Greenhouse ha podido observar de cerca la improbable trayectoria de Shawn Fain, un electricista de 55 años que lleva menos de un diez meses como presidente de los Trabajadores del Automóvil (UAW), un sindicato de un millón de miembros que también representa a miles de empleados universitarios y estudiantes de posgrado.
Fain no solo ha desafiado a tres de los mayores productores de coches (los llamados “Big Three”) con huelgas masivas, forzándoles a conceder mejoras salariales inauditas; también se atreve a expresarse en términos que, hace poco, serían impensables en este país, por radicales y blasfemos.

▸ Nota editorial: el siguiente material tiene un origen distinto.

use chrono::NaiveDate;
use rust_decimal::prelude::ToPrimitive;
use rust_decimal::Decimal;
use serde::{Deserialize, Serialize};
use sqlx::{
    error::BoxDynError,
    postgres::{PgTypeInfo, PgValueRef, Postgres},
    Decode, FromRow, Type, ValueRef,
};

/// One (race, driver, result) tuple from the results join.
#[derive(FromRow, Debug, Clone, Serialize, Deserialize)]
pub struct RaceResult {
    pub race_year: i32,
    pub race_date: NaiveDate,
    pub circuit_country: String,
    #[sqlx(try_from = "Coordinate")]
    pub circuit_lat: f64,
    #[sqlx(try_from = "Coordinate")]
    pub circuit_lng: f64,
    pub driver_id: i32,
    pub position_order: i32,
    pub points: Decimal,
}

impl RaceResult {
    pub fn points_f64(&self) -> f64 {
        self.points.to_f64().unwrap_or(0.0)
    }
}

/// Latitude or longitude stored as `real`, `double precision` or `numeric`.
#[derive(Debug, Clone, Copy, PartialEq)]
pub struct Coordinate(pub f64);

impl From<Coordinate> for f64 {
    fn from(coordinate: Coordinate) -> Self {
        coordinate.0
    }
}

impl Type<Postgres> for Coordinate {
    fn type_info() -> PgTypeInfo {
        <f64 as Type<Postgres>>::type_info()
    }

    fn compatible(ty: &PgTypeInfo) -> bool {
        <f64 as Type<Postgres>>::compatible(ty)
            || <f32 as Type<Postgres>>::compatible(ty)
            || <Decimal as Type<Postgres>>::compatible(ty)
    }
}

impl<'r> Decode<'r, Postgres> for Coordinate {
    fn decode(value: PgValueRef<'r>) -> Result<Self, BoxDynError> {
        let ty = value.type_info().into_owned();
        if <f32 as Type<Postgres>>::compatible(&ty) {
            let v = <f32 as Decode<Postgres>>::decode(value)?;
            Ok(Coordinate(v as f64))
        } else if <Decimal as Type<Postgres>>::compatible(&ty) {
            let v = <Decimal as Decode<Postgres>>::decode(value)?;
            v.to_f64()
                .map(Coordinate)
                .ok_or_else(|| format!("coordinate {v} out of range").into())
        } else {
            Ok(Coordinate(<f64 as Decode<Postgres>>::decode(value)?))
        }
    }
}

#[cfg(test)]
mod tests {
    use super::*;

    #[test]
    fn coordinate_accepts_float_and_numeric_columns() {
        assert!(<Coordinate as Type<Postgres>>::compatible(
            &<f64 as Type<Postgres>>::type_info()
        ));
        assert!(<Coordinate as Type<Postgres>>::compatible(
            &<f32 as Type<Postgres>>::type_info()
        ));
        assert!(<Coordinate as Type<Postgres>>::compatible(
            &<Decimal as Type<Postgres>>::type_info()
        ));
        assert!(!<Coordinate as Type<Postgres>>::compatible(
            &<String as Type<Postgres>>::type_info()
        ));
    }

    #[test]
    fn coordinate_converts_to_degrees() {
        assert_eq!(f64::from(Coordinate(-33.8688)), -33.8688);
    }
}
//! Authentication Middleware
//! Mission: Protect API endpoints with bearer token validation

use crate::auth::{jwt::TokenValidator, models::Identity};
use async_trait::async_trait;
use axum::{
    extract::{FromRequestParts, Request, State},
    http::{header, request::Parts, HeaderMap, StatusCode},
    middleware::Next,
    response::{IntoResponse, Response},
};
use axum_extra::headers::{authorization::Bearer, Authorization, HeaderMapExt};
use std::sync::Arc;
use tracing::warn;

/// Request-boundary guard: bearer extraction + token verification.
#[derive(Clone)]
pub struct AuthGate {
    validator: Arc<TokenValidator>,
}

impl AuthGate {
    pub fn new(validator: Arc<TokenValidator>) -> Self {
        Self { validator }
    }

    /// Resolve the caller's identity from request headers.
    ///
    /// The validator is never consulted when the header is absent or malformed.
    pub fn authorize(&self, headers: &HeaderMap) -> Result<Identity, GateError> {
        let token = extract_bearer(headers)?;

        match self.validator.verify(&token) {
            Ok(claims) => Ok(Identity::from(claims)),
            Err(kind) => {
                warn!(reason = kind.as_str(), "Rejected bearer token");
                Err(GateError::InvalidToken)
            }
        }
    }
}

/// Pull the token out of a single `Authorization: Bearer <token>` header.
pub fn extract_bearer(headers: &HeaderMap) -> Result<String, GateError> {
    let mut values = headers.get_all(header::AUTHORIZATION).iter();
    if values.next().is_none() {
        return Err(GateError::MissingToken);
    }
    if values.next().is_some() {
        return Err(GateError::InvalidFormat);
    }

    let auth = headers
        .typed_try_get::<Authorization<Bearer>>()
        .map_err(|_| GateError::InvalidFormat)?
        .ok_or(GateError::MissingToken)?;

    let token = auth.token().trim();
    if token.is_empty() || token.contains(char::is_whitespace) {
        return Err(GateError::InvalidFormat);
    }

    Ok(token.to_string())
}

/// Auth middleware that validates bearer tokens and stores the caller's [`Identity`].
pub async fn auth_middleware(
    State(gate): State<AuthGate>,
    mut req: Request,
    next: Next,
) -> Result<Response, GateError> {
    let identity = gate.authorize(req.headers())?;

    // Handlers read this through the `Identity` extractor
    req.extensions_mut().insert(identity);

    Ok(next.run(req).await)
}

#[async_trait]
impl<S> FromRequestParts<S> for Identity
where
    S: Send + Sync,
{
    type Rejection = GateError;

    async fn from_request_parts(parts: &mut Parts, _state: &S) -> Result<Self, Self::Rejection> {
        parts
            .extensions
            .get::<Identity>()
            .cloned()
            .ok_or(GateError::MissingToken)
    }
}

/// Gate rejection. Every variant is a 401; token failures share one message.
#[derive(Debug, Clone, Copy, PartialEq, Eq)]
pub enum GateError {
    MissingToken,
    InvalidFormat,
    InvalidToken,
}

impl IntoResponse for GateError {
    fn into_response(self) -> Response {
        let message = match self {
            GateError::MissingToken => "Missing authorization token",
            GateError::InvalidFormat => "Invalid authorization format. Use: Bearer {token}",
            GateError::InvalidToken => "Invalid or expired token",
        };

        (
            StatusCode::UNAUTHORIZED,
            [(header::WWW_AUTHENTICATE, "Bearer")],
            message,
        )
            .into_response()
    }
}
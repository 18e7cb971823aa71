//! tokengate - bearer token gate in front of a resource API
//! Mission: Issue, verify and revoke short-lived signed credentials

use anyhow::{Context, Result};
use clap::Parser;
use dotenv::dotenv;
use std::path::Path;
use std::sync::Arc;
use tokio::net::TcpListener;
use tower_http::cors::CorsLayer;
use tracing::{info, warn};
use tracing_subscriber::{layer::SubscriberExt, util::SubscriberInitExt};

use tokengate::{
    app,
    auth::{
        spawn_pruner, AuthState, Clock, CredentialStore, RevocationRegistry, SigningKey,
        SystemClock, TokenIssuer, TokenValidator,
    },
    config::{Cli, GateConfig},
};

#[tokio::main]
async fn main() -> Result<()> {
    // Initialize environment and logging
    load_env();
    init_tracing();

    let cli = Cli::parse();
    let config_path = cli.config.clone();
    let config = GateConfig::load(cli)
        .with_context(|| format!("Failed to load configuration from {}", config_path.display()))?;

    info!("🚀 tokengate starting");
    info!(
        "⏱️  Token TTL {}s, revocation sweep every {}s",
        config.token_ttl.as_secs(),
        config.prune_interval.as_secs()
    );

    let clock: Arc<dyn Clock> = Arc::new(SystemClock);
    let key = SigningKey::from_secret(&config.jwt_secret).context("Signing key unavailable")?;

    if config.users.is_empty() {
        warn!("⚠️  No users in {} - every login will fail", config_path.display());
    }
    let credentials = Arc::new(CredentialStore::new(config.users)?);

    let revocations = Arc::new(RevocationRegistry::new(clock.clone()));
    let issuer = Arc::new(TokenIssuer::new(key.clone(), config.token_ttl, clock.clone()));
    let validator = Arc::new(TokenValidator::new(key, revocations.clone(), clock));
    let auth_state = AuthState::new(credentials, issuer, validator);

    // Keep the denylist bounded to live revoked tokens.
    spawn_pruner(revocations, config.prune_interval);

    let app = app::router(auth_state).layer(CorsLayer::permissive());

    // Start server
    let listener = TcpListener::bind(&config.bind_addr)
        .await
        .with_context(|| format!("Failed to bind {}", config.bind_addr))?;
    info!("🎯 API server listening on {}", config.bind_addr);

    axum::serve(listener, app).await.context("Server error")?;

    Ok(())
}

/// Initialize tracing
fn init_tracing() {
    tracing_subscriber::registry()
        .with(
            tracing_subscriber::EnvFilter::try_from_default_env()
                .unwrap_or_else(|_| "tokengate=info,tower_http=info".into()),
        )
        .with(tracing_subscriber::fmt::layer())
        .init();
}

fn load_env() {
    // 1) Standard dotenv search (cwd + parents)
    let _ = dotenv();

    // 2) Also try the crate directory when launched from elsewhere
    let manifest_env = Path::new(env!("CARGO_MANIFEST_DIR")).join(".env");
    if manifest_env.exists() {
        let _ = dotenv::from_path(&manifest_env);
    }
}
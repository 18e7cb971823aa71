//! Authentication Errors
//! Mission: One taxonomy for credential, signing and token failures

use thiserror::Error;

/// Why a bearer token was rejected.
///
/// Variants are listed in the order the validator checks them. The kind is
/// for operators only; callers always see a uniform unauthorized response.
#[derive(Debug, Clone, Copy, PartialEq, Eq, Error)]
pub enum TokenError {
    #[error("token is malformed")]
    Malformed,
    #[error("token signature or algorithm is invalid")]
    BadSignature,
    #[error("token has expired")]
    Expired,
    #[error("token has been revoked")]
    Revoked,
}

impl TokenError {
    /// Short label used as the `reason` field in logs.
    pub fn as_str(&self) -> &'static str {
        match self {
            TokenError::Malformed => "malformed",
            TokenError::BadSignature => "bad_signature",
            TokenError::Expired => "expired",
            TokenError::Revoked => "revoked",
        }
    }
}

#[derive(Debug, Error)]
pub enum AuthError {
    #[error("invalid username or password")]
    InvalidCredentials,
    #[error("no credentials are loaded")]
    NoCredentialsLoaded,
    #[error("signing key is not configured")]
    SigningKeyUnavailable,
    #[error("token lifetime overflows the expiry timestamp")]
    InvalidTokenLifetime,
    #[error(transparent)]
    Token(#[from] TokenError),
    #[error("failed to sign token: {0}")]
    Signing(#[from] jsonwebtoken::errors::Error),
}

“Unos 26 milmillonarios poseen la misma riqueza que la mitad de la humanidad”, señaló, por ejemplo, en la Universidad de Harvard hace un par de semanas. “Esto es criminal. Lo mantendré hasta el día que me muera: no debería haber milmillonarios. No existe ninguna persona en este planeta que necesite mil millones de dólares. Esa opulencia se acumula a expensas de millones de otras personas. Es por esto que carecemos de una sanidad y unos salarios decentes”.
Fain, que se presentó como candidato reformista a la presidencia de su sindicato en las primeras elecciones directas para ese puesto en la historia de la organización, lleva muchos años criticando duramente a los sindicatos de su país. Lo que no ha impedido que haya trabajado para transformarlos.
Un perfil similar lo presenta Karen Nussbaum, feminista y sindicalista pionera, a quien también pude entrevistar. Nussbaum, que lleva más de cincuenta años organizando a obreras, ve algunas señales positivas. Pero no se fía: “Lo que tenemos ahora, en mi opinión, es mucha estrategia y táctica. Pero no hay demasiada visión o disciplina”, me dijo. “Y son indispensables”. Aun así, Nussbaum rechaza toda tentación pesimista. Cuando le pregunté si tiene esperanzas, me contestó medio ofendida: “Eso es irrelevante. Soy una persona muy positiva, y hay que hacer lo que hay que hacer”.
En otras palabras, la lucha sigue. Y es un honor compartir trinchera con esta maravillosa comunidad que son ustedes: una comunidad tan crítica y diversa como solidaria y comprometida. Nuestro trabajo sería imposible sin su generoso apoyo. Gracias.